How to complete this task:
For the data that follows, state how many lines hold the string "const", giving the number by itself.

Input records:
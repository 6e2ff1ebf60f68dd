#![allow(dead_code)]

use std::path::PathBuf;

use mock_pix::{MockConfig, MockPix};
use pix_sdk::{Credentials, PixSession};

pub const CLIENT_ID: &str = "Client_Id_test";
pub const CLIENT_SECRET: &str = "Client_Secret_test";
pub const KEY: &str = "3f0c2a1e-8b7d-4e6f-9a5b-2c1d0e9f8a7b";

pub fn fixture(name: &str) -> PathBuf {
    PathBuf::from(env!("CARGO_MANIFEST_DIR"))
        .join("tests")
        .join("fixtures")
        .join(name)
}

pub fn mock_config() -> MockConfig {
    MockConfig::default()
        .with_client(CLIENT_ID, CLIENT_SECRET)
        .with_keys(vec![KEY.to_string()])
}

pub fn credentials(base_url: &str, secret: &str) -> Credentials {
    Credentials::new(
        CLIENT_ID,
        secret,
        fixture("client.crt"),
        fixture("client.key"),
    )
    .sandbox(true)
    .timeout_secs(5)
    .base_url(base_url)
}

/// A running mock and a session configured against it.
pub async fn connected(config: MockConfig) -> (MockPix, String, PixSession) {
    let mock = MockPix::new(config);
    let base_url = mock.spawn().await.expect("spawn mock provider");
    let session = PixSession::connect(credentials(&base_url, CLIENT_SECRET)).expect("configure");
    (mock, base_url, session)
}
==
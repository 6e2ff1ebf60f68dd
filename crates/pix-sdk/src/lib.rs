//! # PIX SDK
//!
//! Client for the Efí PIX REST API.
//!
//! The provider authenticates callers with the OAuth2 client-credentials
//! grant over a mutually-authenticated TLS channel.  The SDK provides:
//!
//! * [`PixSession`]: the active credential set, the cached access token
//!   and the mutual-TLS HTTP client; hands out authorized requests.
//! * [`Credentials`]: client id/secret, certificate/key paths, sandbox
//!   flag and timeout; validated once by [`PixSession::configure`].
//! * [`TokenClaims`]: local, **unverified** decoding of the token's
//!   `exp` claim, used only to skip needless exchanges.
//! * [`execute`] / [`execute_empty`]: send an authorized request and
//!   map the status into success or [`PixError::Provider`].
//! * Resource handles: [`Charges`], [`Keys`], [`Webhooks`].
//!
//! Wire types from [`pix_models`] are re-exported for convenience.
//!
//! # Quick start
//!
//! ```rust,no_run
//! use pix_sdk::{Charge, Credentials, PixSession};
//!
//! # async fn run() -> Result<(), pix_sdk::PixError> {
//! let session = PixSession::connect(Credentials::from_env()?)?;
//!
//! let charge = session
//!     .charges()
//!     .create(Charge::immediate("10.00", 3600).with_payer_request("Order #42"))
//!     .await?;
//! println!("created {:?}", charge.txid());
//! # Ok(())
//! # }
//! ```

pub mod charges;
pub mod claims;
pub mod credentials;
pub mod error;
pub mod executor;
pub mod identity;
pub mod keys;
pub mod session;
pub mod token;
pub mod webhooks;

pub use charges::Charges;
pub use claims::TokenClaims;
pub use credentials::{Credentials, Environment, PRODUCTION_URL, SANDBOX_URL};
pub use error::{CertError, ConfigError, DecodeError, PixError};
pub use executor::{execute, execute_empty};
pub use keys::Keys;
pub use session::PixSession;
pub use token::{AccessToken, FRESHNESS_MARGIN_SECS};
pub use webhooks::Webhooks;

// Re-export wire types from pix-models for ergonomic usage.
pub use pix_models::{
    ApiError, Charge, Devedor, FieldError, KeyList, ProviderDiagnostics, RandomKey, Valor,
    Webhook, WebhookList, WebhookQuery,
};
...
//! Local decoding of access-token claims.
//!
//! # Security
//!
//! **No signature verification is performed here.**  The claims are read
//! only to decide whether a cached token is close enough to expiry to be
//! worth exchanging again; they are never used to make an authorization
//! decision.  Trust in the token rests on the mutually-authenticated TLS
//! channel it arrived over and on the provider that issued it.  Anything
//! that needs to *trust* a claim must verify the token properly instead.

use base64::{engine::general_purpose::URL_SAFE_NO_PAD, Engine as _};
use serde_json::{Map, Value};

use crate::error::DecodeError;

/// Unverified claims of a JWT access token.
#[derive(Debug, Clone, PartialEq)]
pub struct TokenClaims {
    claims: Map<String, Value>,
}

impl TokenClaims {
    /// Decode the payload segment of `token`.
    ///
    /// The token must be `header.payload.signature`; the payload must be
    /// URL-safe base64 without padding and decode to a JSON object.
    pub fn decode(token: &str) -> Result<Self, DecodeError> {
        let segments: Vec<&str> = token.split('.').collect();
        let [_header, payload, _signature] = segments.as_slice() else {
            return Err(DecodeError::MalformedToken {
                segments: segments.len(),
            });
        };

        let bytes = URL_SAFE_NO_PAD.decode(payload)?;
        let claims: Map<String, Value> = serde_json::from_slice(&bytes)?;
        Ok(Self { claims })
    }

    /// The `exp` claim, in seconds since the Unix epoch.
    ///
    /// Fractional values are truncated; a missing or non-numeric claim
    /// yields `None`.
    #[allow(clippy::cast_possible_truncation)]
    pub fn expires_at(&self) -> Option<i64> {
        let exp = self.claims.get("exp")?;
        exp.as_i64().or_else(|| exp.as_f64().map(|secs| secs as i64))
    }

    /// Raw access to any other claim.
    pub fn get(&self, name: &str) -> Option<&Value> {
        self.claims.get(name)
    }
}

Task result:
3